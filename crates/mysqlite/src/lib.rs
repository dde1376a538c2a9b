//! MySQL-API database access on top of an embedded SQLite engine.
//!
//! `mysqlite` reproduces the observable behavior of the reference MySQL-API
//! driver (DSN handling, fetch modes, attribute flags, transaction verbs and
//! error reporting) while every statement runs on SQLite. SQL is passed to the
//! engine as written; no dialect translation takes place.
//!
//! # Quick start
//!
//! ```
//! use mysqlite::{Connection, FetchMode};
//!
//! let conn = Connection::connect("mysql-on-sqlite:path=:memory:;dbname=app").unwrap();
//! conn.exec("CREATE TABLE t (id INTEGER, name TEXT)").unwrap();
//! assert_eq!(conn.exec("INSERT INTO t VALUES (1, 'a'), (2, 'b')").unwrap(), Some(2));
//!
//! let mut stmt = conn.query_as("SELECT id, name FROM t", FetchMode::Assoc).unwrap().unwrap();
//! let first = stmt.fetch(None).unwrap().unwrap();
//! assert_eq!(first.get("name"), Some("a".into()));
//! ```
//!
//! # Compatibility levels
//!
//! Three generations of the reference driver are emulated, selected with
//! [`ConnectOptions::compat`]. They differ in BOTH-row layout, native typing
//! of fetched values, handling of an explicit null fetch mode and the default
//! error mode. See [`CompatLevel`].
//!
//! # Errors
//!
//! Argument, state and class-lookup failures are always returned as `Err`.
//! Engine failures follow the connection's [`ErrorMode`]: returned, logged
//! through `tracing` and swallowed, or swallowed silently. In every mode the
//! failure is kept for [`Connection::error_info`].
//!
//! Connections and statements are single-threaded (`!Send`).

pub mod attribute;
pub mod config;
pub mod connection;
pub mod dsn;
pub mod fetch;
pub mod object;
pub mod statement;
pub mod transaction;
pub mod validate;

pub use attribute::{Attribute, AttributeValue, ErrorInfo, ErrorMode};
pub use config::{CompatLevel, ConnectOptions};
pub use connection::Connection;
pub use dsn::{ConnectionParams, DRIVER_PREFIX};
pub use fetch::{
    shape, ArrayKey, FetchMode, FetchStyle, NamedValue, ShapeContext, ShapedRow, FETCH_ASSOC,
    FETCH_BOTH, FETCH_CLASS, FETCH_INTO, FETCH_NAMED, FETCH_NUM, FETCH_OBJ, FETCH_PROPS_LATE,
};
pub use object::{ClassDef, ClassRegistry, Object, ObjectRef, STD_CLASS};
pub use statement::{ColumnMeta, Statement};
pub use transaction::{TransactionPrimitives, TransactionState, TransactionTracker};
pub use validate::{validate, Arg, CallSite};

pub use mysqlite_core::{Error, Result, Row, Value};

+-------+

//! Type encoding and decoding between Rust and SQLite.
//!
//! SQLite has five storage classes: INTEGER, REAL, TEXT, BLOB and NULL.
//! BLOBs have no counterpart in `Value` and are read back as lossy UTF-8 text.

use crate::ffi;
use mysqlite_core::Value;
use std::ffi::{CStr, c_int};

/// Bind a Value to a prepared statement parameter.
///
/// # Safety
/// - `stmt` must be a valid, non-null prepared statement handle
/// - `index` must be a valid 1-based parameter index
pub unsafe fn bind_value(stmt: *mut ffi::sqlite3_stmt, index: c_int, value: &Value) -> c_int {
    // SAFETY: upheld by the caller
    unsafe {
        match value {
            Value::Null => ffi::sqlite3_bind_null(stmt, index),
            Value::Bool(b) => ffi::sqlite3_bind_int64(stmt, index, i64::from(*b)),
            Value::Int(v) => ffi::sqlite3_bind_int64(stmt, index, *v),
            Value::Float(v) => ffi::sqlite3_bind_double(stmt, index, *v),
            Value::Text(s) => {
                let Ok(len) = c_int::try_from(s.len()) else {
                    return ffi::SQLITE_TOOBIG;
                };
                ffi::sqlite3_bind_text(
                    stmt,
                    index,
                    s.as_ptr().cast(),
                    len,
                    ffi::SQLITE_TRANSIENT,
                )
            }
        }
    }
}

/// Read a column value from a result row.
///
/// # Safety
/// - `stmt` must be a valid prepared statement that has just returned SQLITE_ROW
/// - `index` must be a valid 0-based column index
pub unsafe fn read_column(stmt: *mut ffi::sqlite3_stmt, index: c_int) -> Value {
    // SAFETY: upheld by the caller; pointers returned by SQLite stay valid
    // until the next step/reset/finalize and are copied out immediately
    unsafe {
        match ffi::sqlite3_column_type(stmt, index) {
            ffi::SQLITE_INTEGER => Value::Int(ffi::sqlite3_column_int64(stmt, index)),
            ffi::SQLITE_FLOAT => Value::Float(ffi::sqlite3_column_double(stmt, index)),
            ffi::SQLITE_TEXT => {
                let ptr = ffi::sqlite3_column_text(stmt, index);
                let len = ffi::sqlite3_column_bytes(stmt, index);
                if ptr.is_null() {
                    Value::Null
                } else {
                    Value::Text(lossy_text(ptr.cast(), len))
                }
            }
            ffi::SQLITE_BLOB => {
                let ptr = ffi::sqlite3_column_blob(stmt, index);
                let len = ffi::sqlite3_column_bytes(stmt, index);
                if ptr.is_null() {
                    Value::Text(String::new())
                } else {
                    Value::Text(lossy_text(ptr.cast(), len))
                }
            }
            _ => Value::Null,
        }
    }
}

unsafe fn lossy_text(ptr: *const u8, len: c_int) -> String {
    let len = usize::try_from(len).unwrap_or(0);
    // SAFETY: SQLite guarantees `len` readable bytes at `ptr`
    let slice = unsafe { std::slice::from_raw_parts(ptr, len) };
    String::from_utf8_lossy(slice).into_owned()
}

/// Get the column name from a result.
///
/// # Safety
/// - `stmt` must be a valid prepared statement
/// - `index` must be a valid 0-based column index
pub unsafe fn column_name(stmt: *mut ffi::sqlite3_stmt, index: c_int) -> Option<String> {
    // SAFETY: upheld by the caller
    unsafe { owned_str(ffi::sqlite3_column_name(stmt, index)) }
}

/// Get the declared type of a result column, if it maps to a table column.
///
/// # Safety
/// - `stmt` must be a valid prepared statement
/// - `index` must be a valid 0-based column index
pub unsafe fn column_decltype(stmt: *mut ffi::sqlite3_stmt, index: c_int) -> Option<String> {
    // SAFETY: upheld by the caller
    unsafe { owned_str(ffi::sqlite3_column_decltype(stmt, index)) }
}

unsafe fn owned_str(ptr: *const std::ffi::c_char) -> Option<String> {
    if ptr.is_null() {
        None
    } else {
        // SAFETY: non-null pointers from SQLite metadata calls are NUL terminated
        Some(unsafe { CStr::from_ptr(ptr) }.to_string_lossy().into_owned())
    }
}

+-------+

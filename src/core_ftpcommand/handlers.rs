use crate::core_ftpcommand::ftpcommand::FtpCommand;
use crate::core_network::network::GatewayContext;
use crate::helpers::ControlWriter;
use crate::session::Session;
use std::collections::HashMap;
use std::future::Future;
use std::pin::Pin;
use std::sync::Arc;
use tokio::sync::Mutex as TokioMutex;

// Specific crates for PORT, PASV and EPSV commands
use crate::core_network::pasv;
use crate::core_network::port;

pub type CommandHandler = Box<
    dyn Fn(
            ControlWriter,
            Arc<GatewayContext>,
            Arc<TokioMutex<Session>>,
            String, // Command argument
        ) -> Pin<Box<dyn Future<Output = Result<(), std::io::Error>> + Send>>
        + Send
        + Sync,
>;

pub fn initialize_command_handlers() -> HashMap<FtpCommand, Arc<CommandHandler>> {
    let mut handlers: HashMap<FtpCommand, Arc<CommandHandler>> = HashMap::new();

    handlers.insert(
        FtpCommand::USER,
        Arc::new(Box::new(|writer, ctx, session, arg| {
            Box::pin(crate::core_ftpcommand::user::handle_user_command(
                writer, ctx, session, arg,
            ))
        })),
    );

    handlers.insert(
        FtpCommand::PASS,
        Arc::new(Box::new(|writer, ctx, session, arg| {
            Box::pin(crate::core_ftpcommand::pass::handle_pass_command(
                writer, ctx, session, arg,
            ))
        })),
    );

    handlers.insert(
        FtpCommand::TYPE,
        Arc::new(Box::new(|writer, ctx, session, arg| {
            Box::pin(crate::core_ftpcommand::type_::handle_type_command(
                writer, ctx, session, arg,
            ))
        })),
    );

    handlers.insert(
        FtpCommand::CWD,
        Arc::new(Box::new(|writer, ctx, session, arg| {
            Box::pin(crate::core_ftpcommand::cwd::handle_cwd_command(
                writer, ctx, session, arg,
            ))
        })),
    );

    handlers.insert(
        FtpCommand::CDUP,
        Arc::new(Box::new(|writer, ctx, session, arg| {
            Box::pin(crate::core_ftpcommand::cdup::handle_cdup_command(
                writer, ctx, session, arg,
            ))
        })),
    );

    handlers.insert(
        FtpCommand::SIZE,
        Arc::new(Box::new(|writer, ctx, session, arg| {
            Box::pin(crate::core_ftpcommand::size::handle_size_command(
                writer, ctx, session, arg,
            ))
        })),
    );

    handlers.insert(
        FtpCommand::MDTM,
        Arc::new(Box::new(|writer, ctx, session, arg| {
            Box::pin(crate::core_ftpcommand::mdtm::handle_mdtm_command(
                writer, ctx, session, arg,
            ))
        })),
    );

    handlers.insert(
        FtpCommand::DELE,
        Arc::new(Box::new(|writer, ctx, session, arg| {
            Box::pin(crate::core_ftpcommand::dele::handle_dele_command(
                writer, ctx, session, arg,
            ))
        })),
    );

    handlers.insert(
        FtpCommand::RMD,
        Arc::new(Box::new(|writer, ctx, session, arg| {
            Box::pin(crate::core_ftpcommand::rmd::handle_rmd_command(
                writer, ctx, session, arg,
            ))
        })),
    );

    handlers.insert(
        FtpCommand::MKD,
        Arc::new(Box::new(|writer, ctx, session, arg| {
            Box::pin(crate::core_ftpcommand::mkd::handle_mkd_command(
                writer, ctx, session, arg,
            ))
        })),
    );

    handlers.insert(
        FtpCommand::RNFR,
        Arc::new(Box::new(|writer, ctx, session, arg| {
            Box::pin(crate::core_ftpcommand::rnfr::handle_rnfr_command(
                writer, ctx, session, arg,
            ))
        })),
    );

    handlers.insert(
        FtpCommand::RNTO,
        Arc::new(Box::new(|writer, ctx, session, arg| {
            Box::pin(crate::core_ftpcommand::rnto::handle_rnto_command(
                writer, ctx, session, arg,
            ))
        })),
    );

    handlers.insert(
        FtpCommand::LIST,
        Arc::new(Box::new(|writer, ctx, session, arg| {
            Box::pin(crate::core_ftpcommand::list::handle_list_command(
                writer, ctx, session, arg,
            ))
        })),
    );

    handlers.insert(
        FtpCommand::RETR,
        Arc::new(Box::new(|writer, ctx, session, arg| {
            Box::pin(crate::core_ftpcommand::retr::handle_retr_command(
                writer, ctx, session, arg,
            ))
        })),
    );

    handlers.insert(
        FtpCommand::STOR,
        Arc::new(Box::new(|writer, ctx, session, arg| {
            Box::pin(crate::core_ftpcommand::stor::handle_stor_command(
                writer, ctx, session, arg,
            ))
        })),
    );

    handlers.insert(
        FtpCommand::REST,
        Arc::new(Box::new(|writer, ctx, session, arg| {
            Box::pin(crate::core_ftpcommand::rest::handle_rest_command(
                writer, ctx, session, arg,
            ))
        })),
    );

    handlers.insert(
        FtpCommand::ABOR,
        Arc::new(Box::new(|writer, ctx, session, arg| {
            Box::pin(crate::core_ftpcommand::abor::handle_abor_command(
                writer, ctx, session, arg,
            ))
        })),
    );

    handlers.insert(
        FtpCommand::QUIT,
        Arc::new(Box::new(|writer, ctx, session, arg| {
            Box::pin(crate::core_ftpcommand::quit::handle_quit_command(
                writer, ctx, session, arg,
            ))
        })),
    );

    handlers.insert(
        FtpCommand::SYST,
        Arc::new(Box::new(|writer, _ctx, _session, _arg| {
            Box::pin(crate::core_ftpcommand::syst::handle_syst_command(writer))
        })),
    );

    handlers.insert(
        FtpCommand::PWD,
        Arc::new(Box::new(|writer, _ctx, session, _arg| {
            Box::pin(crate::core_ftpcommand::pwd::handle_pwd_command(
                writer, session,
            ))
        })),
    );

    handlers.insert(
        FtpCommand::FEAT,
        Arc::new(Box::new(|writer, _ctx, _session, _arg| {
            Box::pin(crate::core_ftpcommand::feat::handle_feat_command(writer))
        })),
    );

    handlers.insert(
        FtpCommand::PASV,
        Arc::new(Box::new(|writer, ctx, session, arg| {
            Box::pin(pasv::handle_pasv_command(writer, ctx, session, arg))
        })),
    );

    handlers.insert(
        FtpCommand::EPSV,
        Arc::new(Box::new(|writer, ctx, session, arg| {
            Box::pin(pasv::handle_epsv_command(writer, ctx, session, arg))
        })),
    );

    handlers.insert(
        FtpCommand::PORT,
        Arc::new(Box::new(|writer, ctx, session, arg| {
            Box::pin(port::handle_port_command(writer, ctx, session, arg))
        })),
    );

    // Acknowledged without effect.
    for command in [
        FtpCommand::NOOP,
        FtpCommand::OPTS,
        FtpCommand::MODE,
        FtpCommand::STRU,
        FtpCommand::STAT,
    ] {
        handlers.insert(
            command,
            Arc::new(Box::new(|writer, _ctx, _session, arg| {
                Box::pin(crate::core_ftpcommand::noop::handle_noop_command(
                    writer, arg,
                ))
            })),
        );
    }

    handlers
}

+-------+

* **What is needed**: Output the material above exactly, but only from the line that carries "filename crates/mysqlite/src/lib.rs" through the line that carries "every mode the".

* **Written solution**:
filename crates/mysqlite/src/lib.rs
repository dde1376a538c2a9b
//! MySQL-API database access on top of an embedded SQLite engine.
//!
//! `mysqlite` reproduces the observable behavior of the reference MySQL-API
//! driver (DSN handling, fetch modes, attribute flags, transaction verbs and
//! error reporting) while every statement runs on SQLite. SQL is passed to the
//! engine as written; no dialect translation takes place.
//!
//! # Quick start
//!
//! ```
//! use mysqlite::{Connection, FetchMode};
//!
//! let conn = Connection::connect("mysql-on-sqlite:path=:memory:;dbname=app").unwrap();
//! conn.exec("CREATE TABLE t (id INTEGER, name TEXT)").unwrap();
//! assert_eq!(conn.exec("INSERT INTO t VALUES (1, 'a'), (2, 'b')").unwrap(), Some(2));
//!
//! let mut stmt = conn.query_as("SELECT id, name FROM t", FetchMode::Assoc).unwrap().unwrap();
//! let first = stmt.fetch(None).unwrap().unwrap();
//! assert_eq!(first.get("name"), Some("a".into()));
//! ```
//!
//! # Compatibility levels
//!
//! Three generations of the reference driver are emulated, selected with
//! [`ConnectOptions::compat`]. They differ in BOTH-row layout, native typing
//! of fetched values, handling of an explicit null fetch mode and the default
//! error mode. See [`CompatLevel`].
//!
//! # Errors
//!
//! Argument, state and class-lookup failures are always returned as `Err`.
//! Engine failures follow the connection's [`ErrorMode`]: returned, logged
//! through `tracing` and swallowed, or swallowed silently. In every mode the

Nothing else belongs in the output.